2:57AM - And then at long last, when it appeared we'd lost all hope, when it appeared there was no one left to eat (short of that Uruguayan rugby team that crash landed here moments earlier), we FINALLY gained entry. And stepping inside after ALL THIS TIME we fully expected to see Supermild packed to capacity, we fully expected to see it a few shades short of a firecode violation , we fully expected the busiest damn night in recent history for SURELY keeping us waiting for almost an hour outside could offer no other explanation. Only to step into this: a sparsely populated interior to realise we'd just been played. That arseclown of a bouncer (obviously a new one at that) had pulled the lamest trick in the book: by keeping a MASSIVE LINEUP outside of an almost empty venue, and all in effort to make this place appear "uber exclusive"!? DAMN YOU!!
Still the mood was lightened somewhat when we realised we'd also stepped foot into a Halloween party celebrated one night early on a Friday (yup, go figure!). They'd gone all out for this shit. All the barstaff were decked out like slain circus freaks (which obviously I couldn't be arsed taking photos of.. so y'know, take my word for it?). The ceilings were festoon with cobwebs. And best of all? that teeny tiny Frankenstein lantern stuffed into the "muppet wall" by the dancefloor!? maddest shit ever! Wait, where was I again? oh yeah! in a serious need to get shitfaced drunk! It's like they almost made me forgot I'd been waiting outside for a full fucking hour to get here!

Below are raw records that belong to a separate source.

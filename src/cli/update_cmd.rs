//! One-off full cycle: extract, then deliver to the destination.

use crate::config::Config;
use crate::delivery::DeliveryClient;
use crate::pipeline;
use crate::renderer::BrowserManager;
use crate::scraper::QuoteExtractor;
use std::sync::Arc;

pub async fn run() -> anyhow::Result<()> {
    crate::cli::init_tracing();

    let config = Config::from_env();
    config.validate()?;
    let browser = Arc::new(BrowserManager::new(&config));
    let extractor = QuoteExtractor::new(config.clone(), Arc::clone(&browser));
    let delivery = DeliveryClient::new(config.chromium_path.clone());

    let result = pipeline::run_cycle(&config, &extractor, &delivery).await;
    browser.release().await;

    match result {
        Ok(outcome) => {
            println!("{}", serde_json::to_string_pretty(&outcome)?);
            if outcome.success {
                Ok(())
            } else {
                std::process::exit(1);
            }
        }
        Err(e) => {
            eprintln!("cycle failed ({}): {e}", e.kind());
            std::process::exit(1);
        }
    }
}
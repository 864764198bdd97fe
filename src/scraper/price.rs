//! Price text parsing and aggregation.
//!
//! The marketplace renders quotes as e.g. `"Bs. 389.000"`. The point is the
//! DECIMAL separator, US style: `389.000` is 389.0, not 389000. Commas are
//! stripped outright as accidental formatting, never interpreted as
//! thousands grouping. This convention is load-bearing: if the site ever
//! switches to European grouping (`1.234,56`) these rules mis-parse, so the
//! behavior is locked to literal test vectors below.

use regex::Regex;
use std::sync::OnceLock;

/// Numeric substring following the currency marker.
fn price_pattern() -> &'static Regex {
    static PATTERN: OnceLock<Regex> = OnceLock::new();
    PATTERN.get_or_init(|| Regex::new(r"Bs\.?\s*([0-9][0-9.,]*)").expect("valid price pattern"))
}

/// Parse a raw price text into a value, or `None` if the text carries no
/// usable price. Invalid offers are dropped by the caller, never fatal.
pub fn parse_price(raw: &str) -> Option<f64> {
    let caps = price_pattern().captures(raw)?;
    let cleaned = caps.get(1)?.as_str().trim().replace(',', "");

    let price: f64 = cleaned.parse().ok()?;
    if !price.is_finite() || price <= 0.0 {
        return None;
    }
    Some(price)
}

/// Round to two fractional digits, the precision the destination accepts.
pub fn round2(v: f64) -> f64 {
    (v * 100.0).round() / 100.0
}

/// Summary statistics over the valid offers of one extraction cycle.
#[derive(Debug, Clone, Copy, PartialEq)]
pub struct PriceStats {
    /// Minimum, used as the representative price forwarded downstream.
    pub best: f64,
    pub avg: f64,
    pub max: f64,
    pub count: usize,
}

/// Compute min/avg/max over the parsed prices. `None` for an empty slice;
/// zero valid offers is a failure upstream, never zero-filled statistics.
pub fn aggregate(prices: &[f64]) -> Option<PriceStats> {
    if prices.is_empty() {
        return None;
    }

    let mut min = f64::INFINITY;
    let mut max = f64::NEG_INFINITY;
    let mut sum = 0.0;
    for &p in prices {
        min = min.min(p);
        max = max.max(p);
        sum += p;
    }

    Some(PriceStats {
        best: round2(min),
        avg: round2(sum / prices.len() as f64),
        max: round2(max),
        count: prices.len(),
    })
}

#[cfg(test)]
mod tests {
    use super::*;

    #[test]
    fn test_decimal_point_is_fractional_separator() {
        assert_eq!(parse_price("Bs. 389.000"), Some(389.0));
        assert_eq!(parse_price("Bs. 390.500"), Some(390.5));
        assert_eq!(parse_price("Bs. 45.123"), Some(45.123));
    }

    #[test]
    fn test_commas_are_stripped_not_grouping() {
        // Literal stripping, no thousands-grouping inference.
        assert_eq!(parse_price("Bs.390,500"), Some(390500.0));
        assert_eq!(parse_price("Bs. 1,234.56"), Some(1234.56));
    }

    #[test]
    fn test_marker_variants() {
        assert_eq!(parse_price("Bs.389.000"), Some(389.0));
        assert_eq!(parse_price("Bs 410.25"), Some(410.25));
        assert_eq!(parse_price("  Bs. 389.000 VES  "), Some(389.0));
    }

    #[test]
    fn test_no_digits_after_marker() {
        assert_eq!(parse_price("Bs. "), None);
        assert_eq!(parse_price("Bs. precio"), None);
        assert_eq!(parse_price(""), None);
    }

    #[test]
    fn test_missing_marker() {
        assert_eq!(parse_price("389.000"), None);
        assert_eq!(parse_price("USD 389.000"), None);
    }

    #[test]
    fn test_non_positive_is_dropped() {
        assert_eq!(parse_price("Bs. 0"), None);
        assert_eq!(parse_price("Bs. 0.00"), None);
    }

    #[test]
    fn test_aggregate_known_vector() {
        let stats = aggregate(&[41.0, 43.5, 45.25, 45.25]).unwrap();
        assert_eq!(stats.best, 41.0);
        assert_eq!(stats.avg, 43.75);
        assert_eq!(stats.max, 45.25);
        assert_eq!(stats.count, 4);
    }

    #[test]
    fn test_aggregate_single_offer() {
        let stats = aggregate(&[389.0]).unwrap();
        assert_eq!(stats.best, 389.0);
        assert_eq!(stats.avg, 389.0);
        assert_eq!(stats.max, 389.0);
        assert_eq!(stats.count, 1);
    }

    #[test]
    fn test_aggregate_empty_is_none() {
        assert_eq!(aggregate(&[]), None);
    }

    #[test]
    fn test_aggregate_rounds_to_two_digits() {
        let stats = aggregate(&[10.0, 10.006]).unwrap();
        assert_eq!(stats.avg, 10.0);
        assert_eq!(stats.max, 10.01);
    }

    #[test]
    fn test_round2() {
        assert_eq!(round2(43.754), 43.75);
        assert_eq!(round2(43.756), 43.76);
    }
}
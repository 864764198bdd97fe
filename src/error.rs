//! Error taxonomy for the acquisition and delivery pipeline.

/// Errors that can occur while acquiring or delivering a rate.
#[derive(thiserror::Error, Debug)]
pub enum RelayError {
    /// Configuration rejected at startup.
    #[error("Invalid configuration: {0}")]
    Config(String),

    /// The browser instance could not start. Fatal to the current cycle,
    /// never retried internally; the scheduler's next tick retries.
    #[error("Browser launch failed: {0}")]
    LaunchFailure(String),

    /// A page did not load within its bound.
    #[error("Navigation timed out after {timeout_ms}ms: {url}")]
    NavigationTimeout { url: String, timeout_ms: u64 },

    /// Extraction produced zero parseable offers. Signals a page-structure
    /// or selector mismatch, not a transport problem.
    #[error("No valid prices extracted from the listing page")]
    NoValidPrices,

    /// The lightweight HTTP attempt failed below the application layer
    /// (DNS, connection refused, timeout). Triggers escalation.
    #[error("Transport error: {0}")]
    TransportError(String),

    /// In-page script execution failed or returned an unusable value.
    #[error("Page evaluation failed: {0}")]
    Evaluation(String),

    #[error("IO error: {0}")]
    Io(#[from] std::io::Error),
}

impl RelayError {
    /// Stable short name for log records and HTTP error envelopes.
    pub fn kind(&self) -> &'static str {
        match self {
            Self::Config(_) => "Config",
            Self::LaunchFailure(_) => "LaunchFailure",
            Self::NavigationTimeout { .. } => "NavigationTimeout",
            Self::NoValidPrices => "NoValidPrices",
            Self::TransportError(_) => "TransportError",
            Self::Evaluation(_) => "Evaluation",
            Self::Io(_) => "Io",
        }
    }
}

/// Convenience result type.
pub type RelayResult<T> = Result<T, RelayError>;

#[cfg(test)]
mod tests {
    use super::*;

    #[test]
    fn test_kind_names_are_stable() {
        assert_eq!(RelayError::NoValidPrices.kind(), "NoValidPrices");
        assert_eq!(
            RelayError::LaunchFailure("boom".into()).kind(),
            "LaunchFailure"
        );
        assert_eq!(
            RelayError::TransportError("refused".into()).kind(),
            "TransportError"
        );
    }
}
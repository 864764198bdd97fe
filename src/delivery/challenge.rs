//! Bot-mitigation challenge detection.

use crate::delivery::ResponseBody;

/// Literal markers of the interstitial the destination serves in front of
/// its endpoints when it suspects automation.
pub const CHALLENGE_MARKERS: &[&str] = &[
    "slowAES.decrypt",
    "__test=",
    "This site requires Javascript to work",
];

/// Classify a response body. Only textual bodies can be challenges; a body
/// that already parsed as structured data cannot be an interstitial.
pub fn is_challenge(body: &ResponseBody) -> bool {
    match body {
        ResponseBody::Text(text) => CHALLENGE_MARKERS.iter().any(|m| text.contains(m)),
        ResponseBody::Json(_) => false,
    }
}

#[cfg(test)]
mod tests {
    use super::*;

    #[test]
    fn test_marker_in_text_body_is_challenge() {
        let body = ResponseBody::Text(
            "<html>This site requires Javascript to work, please enable it</html>".into(),
        );
        assert!(is_challenge(&body));

        let body = ResponseBody::Text("var x = slowAES.decrypt(c, 2, a, b);".into());
        assert!(is_challenge(&body));

        let body = ResponseBody::Text("document.cookie = \"__test=\" + toHex(x);".into());
        assert!(is_challenge(&body));
    }

    #[test]
    fn test_plain_text_is_not_challenge() {
        let body = ResponseBody::Text("{\"ok\":true}".into());
        assert!(!is_challenge(&body));
    }

    #[test]
    fn test_structured_body_is_never_challenge() {
        // Even if a JSON value happens to carry a marker string.
        let body = ResponseBody::Json(serde_json::json!({
            "note": "This site requires Javascript to work"
        }));
        assert!(!is_challenge(&body));
    }
}
//! One acquisition cycle: extract → select a representative price → deliver.
//!
//! Strictly sequential. A failed extraction short-circuits before any
//! network call to the destination; a non-2xx delivery is a surfaced
//! non-fatal failure, not an error.

use crate::config::{Config, SOURCE_ID};
use crate::delivery::{DeliveryClient, DeliveryOptions, DeliveryResponse};
use crate::error::RelayResult;
use crate::scraper::{ExtractionData, QuoteExtractor};
use chrono::Utc;
use serde::Serialize;
use std::time::Instant;
use tracing::{info, warn};

/// Outcome of one full cycle.
#[derive(Debug, Clone, Serialize)]
#[serde(rename_all = "camelCase")]
pub struct CycleOutcome {
    /// True iff the destination answered 2xx.
    pub success: bool,
    pub new_price: f64,
    pub scrape_info: ExtractionData,
    pub delivery_response: DeliveryResponse,
    pub scrape_ms: u64,
    pub delivery_ms: u64,
    pub total_ms: u64,
}

/// Run one cycle. Extraction failures and escalation failures propagate as
/// typed errors; the caller (scheduler or HTTP handler) decides how to
/// surface them.
pub async fn run_cycle(
    config: &Config,
    extractor: &QuoteExtractor,
    delivery: &DeliveryClient,
) -> RelayResult<CycleOutcome> {
    let started = Instant::now();

    info!("cycle: extracting quotes");
    let data = extractor.extract().await?;
    let scrape_ms = started.elapsed().as_millis() as u64;

    // The minimum observed ask is the representative price.
    let new_price = data.best_price;
    info!(
        "cycle: delivering best price {:.2} ({} offers) to {}",
        new_price, data.total_offers, config.destination_url
    );

    let fields = build_form_fields(&data);
    let options = DeliveryOptions {
        timeout_ms: Some(config.delivery_timeout_ms),
        user_agent: None,
        extra_headers: Vec::new(),
    };

    let delivery_started = Instant::now();
    let response = delivery
        .deliver(&config.destination_url, &fields, &options)
        .await?;
    let delivery_ms = delivery_started.elapsed().as_millis() as u64;

    let success = response.is_success();
    if success {
        info!("cycle: destination accepted the update ({})", response.status);
    } else {
        warn!(
            "cycle: destination answered non-success status {}",
            response.status
        );
    }

    Ok(CycleOutcome {
        success,
        new_price,
        scrape_info: data,
        delivery_response: response,
        scrape_ms,
        delivery_ms,
        total_ms: started.elapsed().as_millis() as u64,
    })
}

/// The destination's form contract: `price`, `notes`, `source`, `metadata`.
fn build_form_fields(data: &ExtractionData) -> Vec<(String, String)> {
    let metadata = serde_json::json!({
        "avgPrice": data.avg_price,
        "maxPrice": data.max_price,
        "totalOffers": data.total_offers,
        "timestamp": Utc::now().to_rfc3339(),
    });

    vec![
        ("price".to_string(), format!("{:.2}", data.best_price)),
        (
            "notes".to_string(),
            format!(
                "Automatic update from P2P marketplace. {} offers analyzed.",
                data.total_offers
            ),
        ),
        ("source".to_string(), SOURCE_ID.to_string()),
        ("metadata".to_string(), metadata.to_string()),
    ]
}

#[cfg(test)]
mod tests {
    use super::*;

    fn sample_data() -> ExtractionData {
        ExtractionData {
            best_price: 389.0,
            avg_price: 390.12,
            max_price: 395.5,
            total_offers: 14,
            prices: vec![],
        }
    }

    #[test]
    fn test_form_fields_contract() {
        let fields = build_form_fields(&sample_data());
        let names: Vec<&str> = fields.iter().map(|(k, _)| k.as_str()).collect();
        assert_eq!(names, ["price", "notes", "source", "metadata"]);

        assert_eq!(fields[0].1, "389.00");
        assert!(fields[1].1.contains("14 offers"));
        assert_eq!(fields[2].1, "rate-relay");
    }

    #[test]
    fn test_metadata_is_json_encoded_string() {
        let fields = build_form_fields(&sample_data());
        let metadata: serde_json::Value = serde_json::from_str(&fields[3].1).unwrap();
        assert_eq!(metadata["avgPrice"], 390.12);
        assert_eq!(metadata["maxPrice"], 395.5);
        assert_eq!(metadata["totalOffers"], 14);
        assert!(metadata["timestamp"].as_str().unwrap().contains('T'));
    }
}
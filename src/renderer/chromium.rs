//! Chromium launch and lifecycle, via chromiumoxide.

use crate::config::{Config, USER_AGENT};
use crate::error::{RelayError, RelayResult};
use crate::renderer::shared::{InstanceState, SharedInstance};
use chromiumoxide::browser::{Browser, BrowserConfig};
use chromiumoxide::page::Page;
use futures::StreamExt;
use std::path::PathBuf;
use std::sync::atomic::{AtomicBool, Ordering};
use std::sync::Arc;
use tokio::sync::Mutex;
use tokio::task::JoinHandle;
use tracing::{debug, info, warn};

/// Find the Chromium binary path.
pub fn find_chromium(override_path: Option<&str>) -> Option<PathBuf> {
    // 1. Explicit override (RELAY_CHROMIUM_PATH)
    if let Some(p) = override_path {
        let path = PathBuf::from(p);
        if path.exists() {
            return Some(path);
        }
    }

    // 2. ~/.rate-relay/chromium/
    if let Some(home) = dirs::home_dir() {
        let candidates = [
            home.join(".rate-relay/chromium/chrome-linux64/chrome"),
            home.join(".rate-relay/chromium/chrome"),
        ];
        for c in candidates {
            if c.exists() {
                return Some(c);
            }
        }
    }

    // 3. System PATH
    for name in ["google-chrome", "chromium", "chromium-browser"] {
        if let Ok(path) = which::which(name) {
            return Some(path);
        }
    }

    None
}

/// Fixed launch configuration. Sandbox disabled for containerized
/// execution; window size and user agent pinned so the rendered page is
/// deterministic across hosts.
fn browser_config(chromium_path: Option<&str>) -> RelayResult<BrowserConfig> {
    let chrome_path = find_chromium(chromium_path).ok_or_else(|| {
        RelayError::LaunchFailure(
            "Chromium not found. Set RELAY_CHROMIUM_PATH or install google-chrome.".into(),
        )
    })?;

    BrowserConfig::builder()
        .chrome_executable(chrome_path)
        .arg("--headless=new")
        .arg("--disable-gpu")
        .arg("--no-sandbox")
        .arg("--disable-dev-shm-usage")
        .arg("--disable-extensions")
        .arg("--disable-background-networking")
        .arg("--window-size=1920,1080")
        .arg(format!("--user-agent={USER_AGENT}"))
        .build()
        .map_err(RelayError::LaunchFailure)
}

/// A launched shared browser plus its liveness flag.
///
/// `Browser::close` needs exclusive access, so the browser sits behind a
/// mutex; page creation is serialized through it but page *use* is not.
pub struct BrowserHandle {
    browser: Mutex<Browser>,
    connected: Arc<AtomicBool>,
}

impl BrowserHandle {
    /// Whether the CDP event stream is still running.
    pub fn is_connected(&self) -> bool {
        self.connected.load(Ordering::Acquire)
    }

    /// Open a fresh page. Callers own the page and must close it on every
    /// exit path; the handle itself stays open across cycles.
    pub async fn new_page(&self, url: &str) -> RelayResult<Page> {
        let browser = self.browser.lock().await;
        browser
            .new_page(url)
            .await
            .map_err(|e| RelayError::LaunchFailure(format!("failed to open page: {e}")))
    }

    /// Pages currently attached to the browser, including the initial
    /// blank target.
    pub async fn pages(&self) -> RelayResult<Vec<Page>> {
        let browser = self.browser.lock().await;
        browser
            .pages()
            .await
            .map_err(|e| RelayError::Evaluation(format!("failed to list pages: {e}")))
    }

    async fn close(&self) {
        let mut browser = self.browser.lock().await;
        if let Err(e) = browser.close().await {
            warn!("error closing browser: {e}");
        }
    }
}

/// Process-wide shared Chromium instance behind an acquire/release contract.
///
/// `acquire()` is safe to call concurrently: at most one underlying launch
/// occurs and all concurrent callers converge on the same instance (or the
/// same launch failure). `release()` is for process shutdown only; pages
/// are opened and closed per cycle, the instance persists.
pub struct BrowserManager {
    chromium_path: Option<String>,
    shared: Arc<SharedInstance<BrowserHandle>>,
}

impl BrowserManager {
    pub fn new(config: &Config) -> Self {
        Self {
            chromium_path: config.chromium_path.clone(),
            shared: Arc::new(SharedInstance::new()),
        }
    }

    /// Current lifecycle state, for status endpoints.
    pub fn state(&self) -> InstanceState {
        self.shared.state()
    }

    /// Return the shared browser, launching it on first use or after a
    /// disconnect. Launch failure is not retried here; the caller's cycle
    /// fails and the scheduler's next tick is the retry.
    pub async fn acquire(&self) -> RelayResult<Arc<BrowserHandle>> {
        let chromium_path = self.chromium_path.clone();
        let shared = Arc::clone(&self.shared);
        self.shared
            .get_or_init(
                |h| h.is_connected(),
                move || launch_shared(chromium_path, shared),
            )
            .await
    }

    /// Close the shared instance if one exists. Shutdown only.
    pub async fn release(&self) {
        if let Some(handle) = self.shared.take().await {
            info!("closing shared browser instance");
            handle.close().await;
        }
    }
}

/// Launch the shared instance and register its disconnect observer.
async fn launch_shared(
    chromium_path: Option<String>,
    shared: Arc<SharedInstance<BrowserHandle>>,
) -> RelayResult<BrowserHandle> {
    info!("launching shared browser instance");
    let config = browser_config(chromium_path.as_deref())?;

    let (browser, mut handler) = Browser::launch(config)
        .await
        .map_err(|e| RelayError::LaunchFailure(e.to_string()))?;

    let connected = Arc::new(AtomicBool::new(true));

    // Drain CDP events until the browser goes away. When the stream ends
    // the instance is dead: flag it and clear the shared slot so the next
    // acquire() relaunches.
    let flag = Arc::clone(&connected);
    tokio::spawn(async move {
        while let Some(event) = handler.next().await {
            if let Err(e) = event {
                debug!("browser handler event error: {e}");
            }
        }
        warn!("browser disconnected; it will be relaunched on next use");
        flag.store(false, Ordering::Release);
        shared.prune(|h: &BrowserHandle| h.is_connected()).await;
    });

    Ok(BrowserHandle {
        browser: Mutex::new(browser),
        connected,
    })
}

/// A single-use browser for the delivery escalation path.
///
/// Deliberately independent of the shared extraction instance: escalation
/// is the rare path and a fresh context each time keeps its lifecycle
/// trivial: launch, use, close.
pub struct EphemeralBrowser {
    browser: Browser,
    handler_task: JoinHandle<()>,
}

impl EphemeralBrowser {
    pub async fn launch(chromium_path: Option<&str>) -> RelayResult<Self> {
        let config = browser_config(chromium_path)?;
        let (browser, mut handler) = Browser::launch(config)
            .await
            .map_err(|e| RelayError::LaunchFailure(e.to_string()))?;

        let handler_task = tokio::spawn(async move {
            while let Some(event) = handler.next().await {
                let _ = event;
            }
        });

        Ok(Self {
            browser,
            handler_task,
        })
    }

    pub async fn new_page(&self, url: &str) -> RelayResult<Page> {
        self.browser
            .new_page(url)
            .await
            .map_err(|e| RelayError::LaunchFailure(format!("failed to open page: {e}")))
    }

    /// Close the browser and stop its event loop. Always called, success
    /// or failure, so the escalation path never leaks an instance.
    pub async fn close(mut self) {
        if let Err(e) = self.browser.close().await {
            warn!("error closing ephemeral browser: {e}");
        }
        self.handler_task.abort();
    }
}
//! Static configuration, read from `RELAY_*` environment variables with
//! hard-coded defaults. There is no config file; the deployment surface
//! is a container with env vars.

use crate::error::{RelayError, RelayResult};
use serde::Serialize;
use url::Url;

/// Default marketplace listing to scrape.
pub const DEFAULT_LISTING_URL: &str =
    "https://p2p.binance.com/trade/all-payments/USDT?fiat=VES";

/// Fixed literal identifying this system to the destination endpoint.
pub const SOURCE_ID: &str = "rate-relay";

/// User agent sent both by the browser and the lightweight HTTP client.
pub const USER_AGENT: &str =
    "Mozilla/5.0 (Windows NT 10.0; Win64; x64) AppleWebKit/537.36";

/// Selector chain for offer extraction. Ordered: first non-empty match wins.
#[derive(Debug, Clone, Serialize)]
pub struct Selectors {
    /// One element per listed offer.
    pub container: String,
    /// Price element strategies, tried in order within each container.
    pub price: Vec<String>,
}

impl Default for Selectors {
    fn default() -> Self {
        Self {
            container: ".bn-flex.flex-col.border-b.border-b-line.py-l".to_string(),
            price: vec![
                "[class*=\"headline5\"]".to_string(),
                "[class*=\"price\"]".to_string(),
            ],
        }
    }
}

/// Runtime configuration for the whole service.
#[derive(Debug, Clone, Serialize)]
pub struct Config {
    /// Marketplace listing page (client-rendered SPA).
    pub listing_url: String,
    pub selectors: Selectors,
    /// Per-navigation timeout for the listing page.
    pub page_timeout_ms: u64,
    /// Fixed wait after load events, for client-side rendering to finish.
    pub settle_delay_ms: u64,
    /// Downstream endpoint receiving the representative price.
    pub destination_url: String,
    /// Timeout for the lightweight delivery attempt.
    pub delivery_timeout_ms: u64,
    /// Scheduler interval between cycles.
    pub update_interval_secs: u64,
    /// Delay before the first scheduled cycle after process start.
    pub warmup_delay_secs: u64,
    /// HTTP front door port.
    pub port: u16,
    /// Directory for per-endpoint cycle logs.
    pub log_dir: String,
    /// Optional Chromium executable override.
    pub chromium_path: Option<String>,
}

impl Default for Config {
    fn default() -> Self {
        Self {
            listing_url: DEFAULT_LISTING_URL.to_string(),
            selectors: Selectors::default(),
            page_timeout_ms: 30_000,
            settle_delay_ms: 2_000,
            destination_url: "http://localhost:8080/api/rates/update".to_string(),
            delivery_timeout_ms: 15_000,
            update_interval_secs: 300,
            warmup_delay_secs: 10,
            port: 3000,
            log_dir: "logs".to_string(),
            chromium_path: None,
        }
    }
}

impl Config {
    /// Build a config from the environment, falling back to defaults.
    pub fn from_env() -> Self {
        let mut cfg = Self::default();

        if let Some(v) = read_env("RELAY_LISTING_URL") {
            cfg.listing_url = v;
        }
        if let Some(v) = read_env("RELAY_CONTAINER_SELECTOR") {
            cfg.selectors.container = v;
        }
        if let Some(v) = read_env("RELAY_PRICE_SELECTORS") {
            // Comma-separated strategy list, in priority order.
            cfg.selectors.price = v
                .split(',')
                .map(|s| s.trim().to_string())
                .filter(|s| !s.is_empty())
                .collect();
        }
        if let Some(v) = read_env_parse("RELAY_PAGE_TIMEOUT_MS") {
            cfg.page_timeout_ms = v;
        }
        if let Some(v) = read_env_parse("RELAY_SETTLE_DELAY_MS") {
            cfg.settle_delay_ms = v;
        }
        if let Some(v) = read_env("RELAY_DESTINATION_URL") {
            cfg.destination_url = v;
        }
        if let Some(v) = read_env_parse("RELAY_DELIVERY_TIMEOUT_MS") {
            cfg.delivery_timeout_ms = v;
        }
        if let Some(v) = read_env_parse("RELAY_UPDATE_INTERVAL_SECS") {
            cfg.update_interval_secs = v;
        }
        if let Some(v) = read_env_parse("RELAY_WARMUP_DELAY_SECS") {
            cfg.warmup_delay_secs = v;
        }
        if let Some(v) = read_env_parse("RELAY_PORT") {
            cfg.port = v;
        }
        if let Some(v) = read_env("RELAY_LOG_DIR") {
            cfg.log_dir = v;
        }
        cfg.chromium_path = read_env("RELAY_CHROMIUM_PATH");

        cfg
    }

    /// Reject configs whose URLs cannot possibly be navigated or POSTed to.
    /// A bad env var should fail at startup, not mid-cycle.
    pub fn validate(&self) -> RelayResult<()> {
        for (name, value) in [
            ("listing URL", &self.listing_url),
            ("destination URL", &self.destination_url),
        ] {
            let url = Url::parse(value)
                .map_err(|e| RelayError::Config(format!("{name} {value:?}: {e}")))?;
            if url.scheme() != "http" && url.scheme() != "https" {
                return Err(RelayError::Config(format!(
                    "{name} {value:?}: scheme must be http or https"
                )));
            }
        }
        Ok(())
    }
}

fn read_env(name: &str) -> Option<String> {
    std::env::var(name)
        .ok()
        .map(|v| v.trim().to_string())
        .filter(|v| !v.is_empty())
}

fn read_env_parse<T: std::str::FromStr>(name: &str) -> Option<T> {
    read_env(name).and_then(|v| v.parse().ok())
}

#[cfg(test)]
mod tests {
    use super::*;

    #[test]
    fn test_defaults_are_sane() {
        let cfg = Config::default();
        assert!(cfg.listing_url.starts_with("https://"));
        assert!(!cfg.selectors.price.is_empty());
        assert!(cfg.page_timeout_ms >= cfg.settle_delay_ms);
        assert_eq!(cfg.update_interval_secs, 300);
    }

    #[test]
    fn test_validate_rejects_unusable_urls() {
        let mut cfg = Config::default();
        assert!(cfg.validate().is_ok());

        cfg.destination_url = "not a url".to_string();
        assert!(cfg.validate().is_err());

        cfg.destination_url = "ftp://example.com/api".to_string();
        assert!(cfg.validate().is_err());
    }

    #[test]
    fn test_selector_list_is_ordered() {
        let sel = Selectors::default();
        // Primary strategy first; alternates after.
        assert!(sel.price[0].contains("headline5"));
        assert_eq!(sel.price.len(), 2);
    }
}
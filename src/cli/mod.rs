//! CLI commands.

pub mod inspect_cmd;
pub mod scrape_cmd;
pub mod serve;
pub mod update_cmd;

/// Initialize tracing with the conventional default filter.
pub fn init_tracing() {
    tracing_subscriber::fmt()
        .with_env_filter(
            tracing_subscriber::EnvFilter::from_default_env()
                .add_directive("rate_relay=info".parse().expect("valid directive")),
        )
        .init();
}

4:00AM - And so it was here that I pissed away the remainder of the night with all the usual suspects. Or in other words pretty much the same five freaks I ALWAYS find in Supermild past four in the morning. And as much as I'd love to detail ANY of the hilarious exploits we got up to in following: in ways that are far more wildly hallucinogenic than in any ways helpful (or in other words make shit up as I go along because I'm simply way too drunk to remember) this time? yeah fuck it I seriously couldn't be arsed. But hey at least we appear to be having fun and killing off scores of our braincells whilst doing it, and isn't that what's really important? yeaaah probably not.
Wait who the FUCK are all these people again? HELP!?
Yup the "quiet night out" is STILL possible, I swear! I mean sure it might not look like one, it might not sound like one, it sure as shit don't smell like one, and it's pretty fucking far away from any loose definition of the term you could ever hope to use in effort to describe one (so much so I'm beginning to suspect I failed on all accounts and had an exceptionally LOUD one instead!?) but it's the thought that counts. And as long as I keep thinking it? everything will work out fine!